Il film, dal punto di vista storico, ha il merito di ricordarci non tanto la vicenda di Edoardo, dimissionario per amore, di cui sappiamo molto (compresa la simpatia verso il nazismo) per la prolungata risonanza mediatica che lo scandalo ebbe, ma soprattutto quella del suo successore –fatta di dubbi, paure, ire, ma anche di tenacia, capacità di combattere i cedimenti, fiducia nell’altrui sostegno (ed alla fine in se stesso)- di cui conoscevamo poco o nulla.

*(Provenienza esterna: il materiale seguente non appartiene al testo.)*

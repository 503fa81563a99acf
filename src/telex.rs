//! # Telex Envelope Model
//!
//! A telex is one UDP datagram carrying a JSON object. Top-level entries
//! are classified by the first character of their value text:
//!
//! | Prefix | Category | Example |
//! |--------|----------|---------|
//! | `.`    | Command  | `".see": ".1.2.3.4:5678"` |
//! | `+`    | Signal   | `"+end": "+a9993e364706816aba3e25717850c26c9cd0d89d"` |
//! | `_`    | Header   | `"_ring": "_17902"` |
//!
//! Everything else is application payload. Classification happens once,
//! while parsing a received datagram: qualifying entries are moved out of
//! the object in encounter order, commands first, then signals, then
//! headers, and what remains is the payload. Outbound telexes are never
//! classified; the payload ships exactly as the caller built it.
//!
//! Key order is protocol-visible, so the payload keeps entries in the
//! order they appeared on the wire.

use std::fmt;
use std::net::SocketAddr;

use serde_json::{Map, Value};

/// Maximum UTF-8 encoded size of a telex datagram.
/// Chosen to fit a UDP payload into typical path MTUs without fragmentation.
pub const MAX_TELEX_SIZE: usize = 1400;

/// Value prefix marking a protocol command.
const COMMAND_PREFIX: char = '.';

/// Value prefix marking a protocol signal.
const SIGNAL_PREFIX: char = '+';

/// Value prefix marking a protocol header.
const HEADER_PREFIX: char = '_';

/// Raw datagram text could not be understood as a telex.
#[derive(Debug)]
pub enum MalformedTelex {
    /// The text is not valid JSON.
    Syntax(serde_json::Error),
    /// The text is valid JSON but not an object.
    NotAnObject,
}

impl fmt::Display for MalformedTelex {
    fn fmt(&self, f: &mut fmt::Formatter<'_>) -> fmt::Result {
        match self {
            MalformedTelex::Syntax(err) => write!(f, "telex is not valid JSON: {}", err),
            MalformedTelex::NotAnObject => write!(f, "telex is not a JSON object"),
        }
    }
}

impl std::error::Error for MalformedTelex {
    fn source(&self) -> Option<&(dyn std::error::Error + 'static)> {
        match self {
            MalformedTelex::Syntax(err) => Some(err),
            MalformedTelex::NotAnObject => None,
        }
    }
}

/// One telex message: the application payload plus the protocol-special
/// entries extracted from it, and the destination for outbound telexes.
#[derive(Clone, Debug)]
pub struct Telex {
    payload: Map<String, Value>,
    commands: Vec<(String, String)>,
    signals: Vec<(String, String)>,
    headers: Vec<(String, String)>,
    endpoint: Option<SocketAddr>,
}

impl Telex {
    /// Build a telex for sending.
    ///
    /// `payload_json` must be a JSON object; it is stored verbatim and no
    /// command/signal/header extraction is performed. Protocol-special
    /// entries the caller embedded stay in the payload and ship as-is.
    pub fn outbound(payload_json: &str, destination: SocketAddr) -> Result<Self, MalformedTelex> {
        let payload = parse_object(payload_json)?;
        Ok(Self {
            payload,
            commands: Vec::new(),
            signals: Vec::new(),
            headers: Vec::new(),
            endpoint: Some(destination),
        })
    }

    /// Parse a received datagram into a telex.
    ///
    /// Trailing NUL padding from fixed-size receive buffers is stripped
    /// before parsing. Extraction runs in three passes over the top-level
    /// entries, commands first, then signals, then headers. Each pass
    /// scans in original key order and moves qualifying entries out of
    /// the object, so the remaining payload never contains a
    /// protocol-special value.
    pub fn parse(raw: &str) -> Result<Self, MalformedTelex> {
        let mut object = parse_object(raw)?;
        let commands = extract(&mut object, COMMAND_PREFIX);
        let signals = extract(&mut object, SIGNAL_PREFIX);
        let headers = extract(&mut object, HEADER_PREFIX);
        Ok(Self {
            payload: object,
            commands,
            signals,
            headers,
            endpoint: None,
        })
    }

    /// The application payload with protocol-special entries removed.
    pub fn payload(&self) -> &Map<String, Value> {
        &self.payload
    }

    /// Commands in wire encounter order.
    pub fn commands(&self) -> &[(String, String)] {
        &self.commands
    }

    /// Signals in wire encounter order.
    pub fn signals(&self) -> &[(String, String)] {
        &self.signals
    }

    /// Headers in wire encounter order.
    pub fn headers(&self) -> &[(String, String)] {
        &self.headers
    }

    /// Destination address; only set on outbound telexes.
    pub fn endpoint(&self) -> Option<SocketAddr> {
        self.endpoint
    }

    /// Look up a command value by its key.
    pub fn command(&self, key: &str) -> Option<&str> {
        lookup(&self.commands, key)
    }

    /// Look up a signal value by its key.
    pub fn signal(&self, key: &str) -> Option<&str> {
        lookup(&self.signals, key)
    }

    /// Look up a header value by its key.
    pub fn header(&self, key: &str) -> Option<&str> {
        lookup(&self.headers, key)
    }

    /// The payload rendered as compact JSON. This is the wire form of an
    /// outbound telex.
    pub fn payload_json(&self) -> String {
        serde_json::to_string(&self.payload).expect("object serialization cannot fail")
    }
}

/// Log rendering: payload JSON concatenated with the command, signal,
/// and header lists in that order. Not valid JSON and not re-parseable;
/// the wire form of a telex is [`Telex::payload_json`].
impl fmt::Display for Telex {
    fn fmt(&self, f: &mut fmt::Formatter<'_>) -> fmt::Result {
        write!(
            f,
            "{}{:?}{:?}{:?}",
            self.payload_json(),
            self.commands,
            self.signals,
            self.headers
        )
    }
}

fn parse_object(raw: &str) -> Result<Map<String, Value>, MalformedTelex> {
    let trimmed = raw.trim_matches('\0');
    let value: Value = serde_json::from_str(trimmed).map_err(MalformedTelex::Syntax)?;
    match value {
        Value::Object(object) => Ok(object),
        _ => Err(MalformedTelex::NotAnObject),
    }
}

/// Move every entry whose value text starts with `prefix` out of the
/// object, preserving encounter order on both sides of the split.
fn extract(object: &mut Map<String, Value>, prefix: char) -> Vec<(String, String)> {
    let mut extracted = Vec::new();
    let mut remaining = Map::new();
    for (key, value) in std::mem::take(object) {
        let text = value_text(&value);
        if text.starts_with(prefix) {
            extracted.push((key, text));
        } else {
            remaining.insert(key, value);
        }
    }
    *object = remaining;
    extracted
}

/// The text a value is classified by: a string's own content, any other
/// JSON type's compact rendering.
fn value_text(value: &Value) -> String {
    match value {
        Value::String(text) => text.clone(),
        other => other.to_string(),
    }
}

fn lookup<'a>(entries: &'a [(String, String)], key: &str) -> Option<&'a str> {
    entries
        .iter()
        .find(|(entry_key, _)| entry_key == key)
        .map(|(_, value)| value.as_str())
}
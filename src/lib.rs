//! # Teleswitch - UDP Telex Switch
//!
//! Teleswitch implements one peer ("switch") of a JSON-over-UDP messaging
//! protocol. Switches exchange small envelopes called telexes: each
//! datagram is a JSON object whose top-level entries are split into
//! protocol commands, signals, and headers by the leading character of
//! their value text, with everything else left as application payload.
//!
//! ## Quick Start
//!
//! ```ignore
//! // Construct a switch and start receiving
//! let switch = Switch::new(derive_identity(&public_addr));
//! switch.start_listening(42424).await?;
//!
//! // Subscribe and consume received telexes
//! let mut telexes = switch.subscribe().await;
//! while let Some(received) = telexes.recv().await {
//!     println!("{} -> {}", received.from, received.telex);
//! }
//!
//! // Send to a peer; one ephemeral socket per datagram
//! switch.send(r#"{"+ping":"+1"}"#, peer_addr).await?;
//!
//! // Tear down: ends every subscription deterministically
//! switch.stop_listening().await;
//! ```
//!
//! ## Module Overview
//!
//! | Module | Purpose |
//! |--------|---------|
//! | `telex` | Envelope parsing, classification, and rendering |
//! | `switch` | Node lifecycle: bounded send, receive loop, subscriptions |
//! | `identity` | SHA-1 identity derivation and local address discovery |

mod identity;
mod switch;
mod telex;

pub use identity::{derive_identity, local_ip};
pub use switch::{BindError, ListenOutcome, ReceivedTelex, SendError, Switch, TelexStream};
pub use telex::{MAX_TELEX_SIZE, MalformedTelex, Telex};
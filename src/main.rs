use std::net::SocketAddr;

use anyhow::{Context, Result};
use clap::{Parser, Subcommand};
use tracing::info;
use tracing_subscriber::{fmt, EnvFilter};

use teleswitch::{Switch, Telex, derive_identity, local_ip};

#[derive(Parser, Debug)]
#[command(name = "teleswitch")]
#[command(author, version, about, long_about = None)]
struct Args {
    #[command(subcommand)]
    command: Command,
}

#[derive(Subcommand, Debug)]
enum Command {
    /// Listen for telexes and print each one as it arrives
    Listen {
        #[arg(short, long, default_value = "42424")]
        port: u16,

        /// Identity override; derived from the local address when omitted
        #[arg(short, long)]
        identity: Option<String>,
    },

    /// Send one telex and exit
    Send {
        /// Destination switch address
        #[arg(short, long)]
        to: SocketAddr,

        /// JSON object to send
        json: String,
    },
}

#[tokio::main]
async fn main() -> Result<()> {
    let args = Args::parse();

    let filter =
        EnvFilter::try_from_default_env().unwrap_or_else(|_| EnvFilter::new("info"));

    fmt()
        .with_env_filter(filter)
        .with_target(true)
        .with_thread_ids(false)
        .with_file(false)
        .with_line_number(false)
        .with_writer(std::io::stderr)
        .init();

    match args.command {
        Command::Listen { port, identity } => listen(port, identity).await,
        Command::Send { to, json } => send(to, &json).await,
    }
}

async fn listen(port: u16, identity: Option<String>) -> Result<()> {
    let ip = local_ip();
    let identity =
        identity.unwrap_or_else(|| derive_identity(&SocketAddr::new(ip, port)));

    let switch = Switch::new(identity);
    switch
        .start_listening(port)
        .await
        .context("failed to start listening")?;
    info!(
        "Switch {}:{}/{}",
        ip,
        switch.listening_port().await,
        switch.identity()
    );

    let mut telexes = switch.subscribe().await;

    // Graceful shutdown on Ctrl+C
    loop {
        tokio::select! {
            _ = tokio::signal::ctrl_c() => {
                info!("Received shutdown signal, exiting gracefully");
                break;
            }
            received = telexes.recv() => {
                match received {
                    Some(received) => println!("{} {}", received.from, received.telex),
                    None => break,
                }
            }
        }
    }

    switch.shutdown().await;
    Ok(())
}

async fn send(to: SocketAddr, json: &str) -> Result<()> {
    let telex = Telex::outbound(json, to).context("payload is not a JSON object")?;

    let switch = Switch::new("");
    switch
        .send_telex(&telex)
        .await
        .context("failed to send telex")?;

    info!(%to, "telex sent");
    Ok(())
}
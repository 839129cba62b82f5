//! Withdrawal addresses.
//!
//! The service answers `GET /api/merchant/address/` with a JSON object keyed by
//! currency code. [`AddressMap`] keeps those entries in the order the server sent
//! them, and [`AddressMap::filtered`] turns them into the list form callers display.

use serde::de::{IgnoredAny, MapAccess, SeqAccess, Visitor};
use serde::{Deserialize, Deserializer, Serialize};
use std::fmt;

/// Currency code to withdrawal address, in server order.
///
/// Only string values count as addresses. `null`, `false`, numbers and any
/// other value read as absent. A `null` response body deserializes to an
/// empty map.
#[derive(Debug, Clone, Default, PartialEq, Eq)]
pub struct AddressMap(Vec<(String, Option<String>)>);

impl AddressMap {
    pub fn new() -> Self {
        Self::default()
    }

    pub fn insert(&mut self, currency: impl Into<String>, address: Option<String>) {
        self.0.push((currency.into(), address));
    }

    pub fn len(&self) -> usize {
        self.0.len()
    }

    pub fn is_empty(&self) -> bool {
        self.0.is_empty()
    }

    pub fn iter(&self) -> impl Iterator<Item = (&str, Option<&str>)> {
        self.0
            .iter()
            .map(|(currency, address)| (currency.as_str(), address.as_deref()))
    }

    /// Entries whose address is present and non-empty, order preserved.
    pub fn filtered(&self) -> Vec<FilteredAddress> {
        self.iter()
            .filter_map(|(currency, address)| match address {
                Some(address) if !address.is_empty() => Some(FilteredAddress {
                    currency: currency.to_string(),
                    address: address.to_string(),
                }),
                _ => None,
            })
            .collect()
    }
}

impl<C, A> FromIterator<(C, Option<A>)> for AddressMap
where
    C: Into<String>,
    A: Into<String>,
{
    fn from_iter<I: IntoIterator<Item = (C, Option<A>)>>(iter: I) -> Self {
        Self(
            iter.into_iter()
                .map(|(currency, address)| (currency.into(), address.map(Into::into)))
                .collect(),
        )
    }
}

impl Serialize for AddressMap {
    fn serialize<S>(&self, serializer: S) -> Result<S::Ok, S::Error>
    where
        S: serde::Serializer,
    {
        use serde::ser::SerializeMap;

        let mut map = serializer.serialize_map(Some(self.0.len()))?;
        for (currency, address) in &self.0 {
            map.serialize_entry(currency, address)?;
        }
        map.end()
    }
}

impl<'de> Deserialize<'de> for AddressMap {
    fn deserialize<D>(deserializer: D) -> Result<Self, D::Error>
    where
        D: Deserializer<'de>,
    {
        struct AddressMapVisitor;

        impl<'de> Visitor<'de> for AddressMapVisitor {
            type Value = AddressMap;

            fn expecting(&self, formatter: &mut fmt::Formatter) -> fmt::Result {
                formatter.write_str("a map of currency codes to withdrawal addresses, or null")
            }

            fn visit_unit<E: serde::de::Error>(self) -> Result<Self::Value, E> {
                Ok(AddressMap::default())
            }

            fn visit_none<E: serde::de::Error>(self) -> Result<Self::Value, E> {
                Ok(AddressMap::default())
            }

            fn visit_some<D>(self, deserializer: D) -> Result<Self::Value, D::Error>
            where
                D: Deserializer<'de>,
            {
                deserializer.deserialize_any(self)
            }

            fn visit_map<M>(self, mut access: M) -> Result<Self::Value, M::Error>
            where
                M: MapAccess<'de>,
            {
                let mut entries = Vec::with_capacity(access.size_hint().unwrap_or(0));
                while let Some((currency, address)) =
                    access.next_entry::<String, AddressValue>()?
                {
                    entries.push((currency, address.0));
                }
                Ok(AddressMap(entries))
            }
        }

        deserializer.deserialize_option(AddressMapVisitor)
    }
}

/// A single address value as sent by the service.
struct AddressValue(Option<String>);

impl<'de> Deserialize<'de> for AddressValue {
    fn deserialize<D>(deserializer: D) -> Result<Self, D::Error>
    where
        D: Deserializer<'de>,
    {
        struct AddressValueVisitor;

        impl<'de> Visitor<'de> for AddressValueVisitor {
            type Value = AddressValue;

            fn expecting(&self, formatter: &mut fmt::Formatter) -> fmt::Result {
                formatter.write_str("a withdrawal address")
            }

            fn visit_str<E: serde::de::Error>(self, v: &str) -> Result<Self::Value, E> {
                Ok(AddressValue(Some(v.to_string())))
            }

            fn visit_string<E: serde::de::Error>(self, v: String) -> Result<Self::Value, E> {
                Ok(AddressValue(Some(v)))
            }

            fn visit_bool<E: serde::de::Error>(self, _v: bool) -> Result<Self::Value, E> {
                Ok(AddressValue(None))
            }

            fn visit_i64<E: serde::de::Error>(self, _v: i64) -> Result<Self::Value, E> {
                Ok(AddressValue(None))
            }

            fn visit_u64<E: serde::de::Error>(self, _v: u64) -> Result<Self::Value, E> {
                Ok(AddressValue(None))
            }

            fn visit_f64<E: serde::de::Error>(self, _v: f64) -> Result<Self::Value, E> {
                Ok(AddressValue(None))
            }

            fn visit_unit<E: serde::de::Error>(self) -> Result<Self::Value, E> {
                Ok(AddressValue(None))
            }

            fn visit_none<E: serde::de::Error>(self) -> Result<Self::Value, E> {
                Ok(AddressValue(None))
            }

            fn visit_some<D>(self, deserializer: D) -> Result<Self::Value, D::Error>
            where
                D: Deserializer<'de>,
            {
                deserializer.deserialize_any(self)
            }

            fn visit_seq<A: SeqAccess<'de>>(self, seq: A) -> Result<Self::Value, A::Error> {
                IgnoredAny.visit_seq(seq).map(|_| AddressValue(None))
            }

            fn visit_map<M: MapAccess<'de>>(self, map: M) -> Result<Self::Value, M::Error> {
                IgnoredAny.visit_map(map).map(|_| AddressValue(None))
            }
        }

        deserializer.deserialize_any(AddressValueVisitor)
    }
}

/// One configured withdrawal address.
#[derive(Debug, Clone, PartialEq, Eq, Serialize, Deserialize)]
pub struct FilteredAddress {
    pub currency: String,
    pub address: String,
}
//! Configuration for the command line tool.
//!
//! Values come from, in order of precedence: command line flags, environment
//! variables (a `.env` file is loaded first), and an optional JSON config file.
//! Keys in the file may reference environment variables (`"$TOKES_API_KEY"`).

use clap::{Parser, Subcommand};
use serde::Deserialize;
use std::fs;
use std::path::PathBuf;
use tokes_payments_types::{ClientConfig, LiteralOrEnv, StatisticsQuery};

#[derive(Parser, Debug)]
#[command(name = "tokes-payments")]
#[command(about = "Query the Tokes merchant payments API")]
struct CliArgs {
    /// Path to a JSON configuration file
    #[arg(long, short, env = "TOKES_PAYMENTS_CONFIG")]
    config: Option<PathBuf>,
    /// Base URL of the payments service
    #[arg(long, env = "TOKES_PAYMENTS_HOST")]
    host: Option<String>,
    /// Default access key
    #[arg(long, env = "TOKES_PAYMENTS_API_KEY", hide_env_values = true)]
    api_key: Option<String>,
    /// Service key sent as `appkey`
    #[arg(long, env = "TOKES_PAYMENTS_SERVICE_KEY", hide_env_values = true)]
    service_key: Option<String>,
    /// Access key for this invocation only, overriding the default
    #[arg(long, global = true)]
    access_key: Option<String>,
    #[command(subcommand)]
    command: Command,
}

#[derive(Subcommand, Debug, Clone, PartialEq, Eq)]
pub enum Command {
    /// Check that the service is up
    Ping,
    /// Verify the access key
    TestKey,
    /// Show an order
    OrderStatus { id: String },
    /// Show a payment
    PaymentStatus { id: String },
    /// USD market rate for a currency
    Rate { currency: String },
    /// Merchant statistics
    Stats {
        #[arg(long = "type", default_value = StatisticsQuery::DEFAULT_TYPE)]
        kind: String,
        #[arg(long, default_value = StatisticsQuery::DEFAULT_CURRENCY)]
        currency: String,
    },
    /// List configured withdrawal addresses
    Addresses,
    /// Print `true` if any withdrawal address is configured, `false` otherwise
    HasAddress,
}

/// Contents of the optional JSON config file.
#[derive(Debug, Default, Deserialize)]
#[serde(rename_all = "camelCase")]
struct FileConfig {
    #[serde(default)]
    host: Option<String>,
    #[serde(default, alias = "api_key")]
    api_key: Option<LiteralOrEnv<String>>,
    #[serde(default, alias = "service_key")]
    service_key: Option<LiteralOrEnv<String>>,
}

/// Resolved settings for one invocation.
#[derive(Debug, Clone)]
pub struct Config {
    client: ClientConfig,
    access_key: Option<String>,
    command: Command,
}

/// Configuration error types.
#[derive(Debug, thiserror::Error)]
pub enum CliConfigError {
    #[error("Failed to read config file at {0}: {1}")]
    FileRead(PathBuf, std::io::Error),
    #[error("Failed to parse config file: {0}")]
    JsonParse(#[from] serde_json::Error),
}

impl Config {
    /// Parses the command line and merges it over the config file, if any.
    pub fn load() -> Result<Self, CliConfigError> {
        let cli_args = CliArgs::parse();
        let file = match &cli_args.config {
            Some(path) => Self::read_file(path)?,
            None => FileConfig::default(),
        };
        Ok(Self::merge(cli_args, file))
    }

    fn read_file(path: &PathBuf) -> Result<FileConfig, CliConfigError> {
        let content =
            fs::read_to_string(path).map_err(|e| CliConfigError::FileRead(path.clone(), e))?;
        Ok(serde_json::from_str(&content)?)
    }

    fn merge(cli_args: CliArgs, file: FileConfig) -> Self {
        let host = cli_args.host.or(file.host).unwrap_or_default();
        let client = ClientConfig {
            host,
            api_key: cli_args
                .api_key
                .or(file.api_key.map(LiteralOrEnv::into_inner)),
            service_key: cli_args
                .service_key
                .or(file.service_key.map(LiteralOrEnv::into_inner)),
        };
        Self {
            client,
            access_key: cli_args.access_key,
            command: cli_args.command,
        }
    }

    pub fn client(&self) -> &ClientConfig {
        &self.client
    }

    pub fn access_key(&self) -> Option<&str> {
        self.access_key.as_deref()
    }

    pub fn command(&self) -> &Command {
        &self.command
    }
}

Il rapporto con il proprio destino e quindi con il potere, sentito come irrinunciabilità ad un ruolo di guida morale e carismatica nell’interesse esclusivo della Nazione, è perfettamente descritto dal regista, che rifugge da qualsiasi orpello ed effetto spettacolare che distolgano dalla descrizione dei personaggi e delle loro dinamiche.
Inoltre il film, girato quasi esclusivamente in interni, è, per come è impostato, soprattutto una prova di recitazione, e qui sta l’elemento di maggior pregio, anche se tutto il resto, dall’accurata ricostruzione di ambienti alla luce soffusa e un po’ cupa tipicamente inglese, funziona a meraviglia. Su Colin Firth, a pochi giorni dall’uscita sui nostri schermi, si è già detto molto e, dopo la eccelsa prova di “A single man”, le sue quotazioni di attore drammatico erano già salite vertiginosamente; con “Il discorso del re” abbiamo avuto un’attesa conferma, e la consapevolezza che in quel ruolo dalle molte sfaccettature e di particolare difficoltà interpretativa è arduo immaginare un’alternativa migliore. Geoffrey Rush, che dopo “Shine”, abbiamo visto in parti non da protagonista assoluto, è uno di quegli attori da cui ti aspetti sempre il massimo e sai che non ti deluderà. Il loro duetto di connotazione marcatamente inglese è al centro di questo grande film, dove ogni passaggio evolutivo tocca e commuove, nonostante l’intera vicenda sia già nota così come il finale liberatorio. Edificante, istruttivo, esemplare ed artisticamente pressoché perfetto.
Ed anche, per confronto, molto attuale.